One was in my house yesterday...wait a second...sorry that was my black lab...when she's hungry she acts a lot like a bear!


----------



## Footed Shaft (Jul 10, 2002)

A black bear in my area would NOT be safe!!!( and it would save me a 3+ hour dive) Just ask araz2114!!!!! 
Bill


----------



## Xenomorph (Jun 18, 2012)

Footed Shaft said:


> A black bear in my area would NOT be safe!!!( and it would save me a 3+ hour dive) Just ask araz2114!!!!!
> Bill


Now that's an interesting story ...tell us about it.


----------



## DANE-G-RUSS (Jan 6, 2011)

There was one confirmed in the Sarnia area, I believe 2 springs ago.
It made it onto the local news. Ripped apart a farmers bee hives and
was caught eating bird seed from peoples feeders. With populations 
rising, mainly due to the "NO SPRING HUNT" (bs), these over sized 
raccoons will continue to move south. There's no shortage of food,
that's forsure! Lots of increased sightings in the Bruce Penn. over the
last few years too. 
And to the guy who asked if there's many of them.........?
Read a newspaper.
Northern communities have been fighting with the government for years
to do something about the "bear problem." 
The ministry finally admitted that relocating them doesn't work. And they
stopped that program and told the public it's now the local authorities problem.
Here's an idea......
Re-open the Spring Hunt. (Genius!)
Hunters buy tags (government gets $$$)
Hunters pay outfitters (government gets $$$)
Hunters buy gas, food, drinks, bait, etc. (government gets $$$)
Hunter harvests bear. Freezer gets filled.
And Uncle Jim-Bob and Aunt Tessy don't get their door ripped off their cottage by a 275lb hungry boar in the middle of the night.
It's a WIN-WIN for everyone!
Good Luck to all you bear chasers this year!
Unfortunately I'll be on the sidelines awaiting your stories and pics.


----------



## Xenomorph (Jun 18, 2012)

^no point reading a newspaper, I am not from "here". Lived in Montreal and now moving back home to Vancouver. 

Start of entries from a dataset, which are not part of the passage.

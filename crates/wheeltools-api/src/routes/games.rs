//! Routes for creating games and delivering their links.

use axum::extract::{Path, State};
use axum::http::StatusCode;
use axum::{Json, Router, routing::post};
use serde::Serialize;
use tracing::{info, instrument};
use wheeltools_orchestration::domain::report::BatchReport;

use crate::error::ApiError;
use crate::state::AppState;

/// State of the background link delivery.
#[derive(Debug, Serialize)]
pub struct LinkDeliveryResponse {
    /// Whether a delivery is in progress after the request.
    pub running: bool,
}

/// POST /create
#[instrument(skip(state))]
async fn create_games(State(state): State<AppState>) -> Json<BatchReport> {
    Json(state.orchestrator.create_games_for_enabled().await)
}

/// POST /send-links
#[instrument(skip(state))]
async fn start_send_links(
    State(state): State<AppState>,
) -> (StatusCode, Json<LinkDeliveryResponse>) {
    let status = if state.link_delivery.start(&state.orchestrator) {
        info!("link delivery started");
        StatusCode::ACCEPTED
    } else {
        StatusCode::CONFLICT
    };
    (status, Json(LinkDeliveryResponse { running: true }))
}

/// GET /send-links
async fn send_links_status(State(state): State<AppState>) -> Json<LinkDeliveryResponse> {
    Json(LinkDeliveryResponse {
        running: state.link_delivery.is_running(),
    })
}

/// DELETE /send-links
#[instrument(skip(state))]
async fn abort_send_links(State(state): State<AppState>) -> StatusCode {
    if state.link_delivery.abort() {
        StatusCode::NO_CONTENT
    } else {
        StatusCode::NOT_FOUND
    }
}

/// POST /send/{name}
#[instrument(skip(state))]
async fn send_to_member(
    State(state): State<AppState>,
    Path(name): Path<String>,
) -> Result<StatusCode, ApiError> {
    state.orchestrator.send_link_to_member(&name).await?;
    Ok(StatusCode::NO_CONTENT)
}

/// Returns the games router.
pub fn router() -> Router<AppState> {
    Router::new()
        .route("/create", post(create_games))
        .route(
            "/send-links",
            post(start_send_links)
                .get(send_links_status)
                .delete(abort_send_links),
        )
        .route("/send/{name}", post(send_to_member))
}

Good to know how things are, had no idea they really are a nuissance in some communities. The spring hunt was probably orchestrated by some measly bureaucrat that never went to the forest. 

So, sidelines for me as well this year, unless I get lucky and my brother will actually wait for me before he goes hunting.


----------



## SuphanXP (Jan 1, 2010)

DANE-G-RUSS said:


> There was one confirmed in the Sarnia area, I believe 2 springs ago.
> It made it onto the local news. Ripped apart a farmers bee hives and
> was caught eating bird seed from peoples feeders. With populations
> rising, mainly due to the "NO SPRING HUNT" (bs), these over sized
> ...


^^^^^
What he said!!!


----------



## mprus (Oct 11, 2009)

Well the increasing human population is the real problem...but that's another story...I dunno, I had a cottage in Temagami for years and we used to throw kitchen waste out our deck hoping to see one to show our daughter...nope, not one...they were all at the local dump!


----------



## shakyshot (Dec 21, 2007)

mprus said:


> Well the increasing human population is the real problem...but that's another story...I dunno, I had a cottage in Temagami for years and we used to throw kitchen waste out our deck hoping to see one to show our daughter...nope, not one...they were all at the local dump!

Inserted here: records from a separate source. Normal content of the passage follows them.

//! Integration tests for game creation and link delivery.

mod common;

use std::time::Duration;

use axum::http::StatusCode;
use wheeltools_test_support::ScriptedGameBackend;

async fn wait_until_delivered(app: &common::TestApp) {
    for _ in 0..100 {
        if !app.state.link_delivery.is_running() {
            return;
        }
        tokio::time::sleep(Duration::from_millis(10)).await;
    }
    panic!("link delivery did not finish");
}

#[tokio::test]
async fn test_create_games_reports_partial_failure() {
    // Arrange
    let app = common::build_test_app_with_backend(ScriptedGameBackend::failing_for(&["Brom Hale"]));
    common::report_party(
        &app,
        serde_json::json!([{ "name": "Alys Tern" }, { "name": "Brom Hale" }, { "name": "Cora Vell" }]),
    )
    .await;

    // Act
    let (status, json) =
        common::post_json(app.router(), "/api/v1/games/create", &serde_json::json!({})).await;

    // Assert
    assert_eq!(status, StatusCode::OK);
    assert_eq!(json["succeeded"], serde_json::json!(["Alys Tern", "Cora Vell"]));
    assert_eq!(json["failed"][0]["member"], "Brom Hale");
    assert!(json["batch_id"].is_string());

    let (_, roster) = common::get_json(app.router(), "/api/v1/roster").await;
    assert_eq!(roster["members"][0]["game_id"], "game-Alys Tern");
    assert_eq!(roster["members"][1]["game_id"], "<not created>");
    assert_eq!(roster["members"][2]["game_id"], "game-Cora Vell");
}

#[tokio::test]
async fn test_send_links_queues_tells_for_the_host() {
    // Arrange
    let app = common::build_test_app();
    common::report_party(
        &app,
        serde_json::json!([{ "name": "Alys Tern", "world": "Lich" }, { "name": "Brom Hale" }]),
    )
    .await;
    common::post_json(app.router(), "/api/v1/games/create", &serde_json::json!({})).await;

    // Act
    let (status, json) =
        common::post_json(app.router(), "/api/v1/games/send-links", &serde_json::json!({})).await;
    assert_eq!(status, StatusCode::ACCEPTED);
    assert_eq!(json["running"], true);
    wait_until_delivered(&app).await;

    // Assert
    let (status, json) =
        common::post_json(app.router(), "/api/v1/outbox/drain", &serde_json::json!({})).await;
    assert_eq!(status, StatusCode::OK);
    assert_eq!(
        json["commands"],
        serde_json::json!([
            "/tell Alys Tern@Lich https://wheel.gamba.pro/wheel/game-Alys Tern",
            "/tell Brom Hale https://wheel.gamba.pro/wheel/game-Brom Hale"
        ])
    );

    let (_, json) = common::get_json(app.router(), "/api/v1/games/send-links").await;
    assert_eq!(json["running"], false);
}

#[tokio::test]
async fn test_send_to_one_member() {
    let app = common::build_test_app();
    common::report_party(&app, serde_json::json!([{ "name": "Alys Tern" }])).await;

    // No game yet.
    let (status, json) = common::send_empty(app.router(), "POST", "/api/v1/games/send/Alys%20Tern").await;
    assert_eq!(status, StatusCode::BAD_REQUEST);
    assert_eq!(json["error"], "validation_error");

    common::post_json(app.router(), "/api/v1/games/create", &serde_json::json!({})).await;
    let (status, _) = common::send_empty(app.router(), "POST", "/api/v1/games/send/Alys%20Tern").await;
    assert_eq!(status, StatusCode::NO_CONTENT);
    assert_eq!(app.state.outbox.len(), 1);

    let (status, json) = common::send_empty(app.router(), "POST", "/api/v1/games/send/Nobody").await;
    assert_eq!(status, StatusCode::NOT_FOUND);
    assert_eq!(json["error"], "member_not_found");
}

#[tokio::test]
async fn test_abort_without_running_delivery_returns_404() {
    let app = common::build_test_app();

    let (status, _) = common::send_empty(app.router(), "DELETE", "/api/v1/games/send-links").await;

    assert_eq!(status, StatusCode::NOT_FOUND);
}

#[tokio::test]
async fn test_invalid_spin_text_is_reported_per_member() {
    let app = common::build_test_app();
    common::report_party(&app, serde_json::json!([{ "name": "Alys Tern" }, { "name": "Brom Hale" }])).await;
    common::send_json(
        app.router(),
        "PATCH",
        "/api/v1/roster/members/Alys%20Tern",
        &serde_json::json!({ "spin_speed": "fast" }),
    )
    .await;

    let (_, json) =
        common::post_json(app.router(), "/api/v1/games/create", &serde_json::json!({})).await;

    assert_eq!(json["succeeded"], serde_json::json!(["Brom Hale"]));
    assert_eq!(json["failed"][0]["member"], "Alys Tern");
    assert_eq!(app.backend.requests().len(), 1);
}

Yes Mr Pruis you are right.Human population doing dumb things like that is the problem!


----------



## shakyshot (Dec 21, 2007)

Footed Shaft said:


> A black bear in my area would NOT be safe!!!( and it would save me a 3+ hour dive) Just ask araz2114!!!!!
> Bill


what he said


----------



## Ravenhunter (Dec 19, 2010)

DANE-G-RUSS said:


> There was one confirmed in the Sarnia area, I believe 2 springs ago.
> It made it onto the local news. Ripped apart a farmers bee hives and
> was caught eating bird seed from peoples feeders. With populations
> rising, mainly due to the "NO SPRING HUNT" (bs), these over sized
> ...


Great idea!


----------



## mprus (Oct 11, 2009)

shakyshot said:


> Yes Mr Pruis you are right.Human population doing dumb things like that is the problem!


You should know Mr. Galivan...haha!


----------



## shakyshot (Dec 21, 2007)

I do not understand your retort Martin. I am a bear hunter. Not a cottage owner that leaves food out for the bears so they will try to get into homes after because they know where the food comes from.
Yes I have baited Bears so as to try to shoot one. But well far away from ANY residence!
If people want to see a bear then please,yes go to the dump.BUT.If you are STUPID enough to put scraps and such out to atract them then you should be the ones to get eaten.
Just cause you live in Elmira,dont mean you know **** about hunting or animals!
Sorry to the moderators about the language but stupidity needs to be pointed out!

Shawn


----------



## mprus (Oct 11, 2009)

shakyshot said:


> I do not understand your retort Martin. I am a bear hunter. Not a cottage owner that leaves food out for the bears so they will try to get into homes after because they know where the food comes from.
> Yes I have baited Bears so as to try to shoot one. But well far away from ANY residence!
> If people want to see a bear then please,yes go to the dump.BUT.If you are STUPID enough to put scraps and such out to atract them then you should be the ones to get eaten.
> Just cause you live in Elmira,dont mean you know **** about hunting or animals!
> ...


Well yes Elmira is a real wilderness/hunting mecca...I see bears here all the time...let me know when you want to put out some bait in my backyard!


----------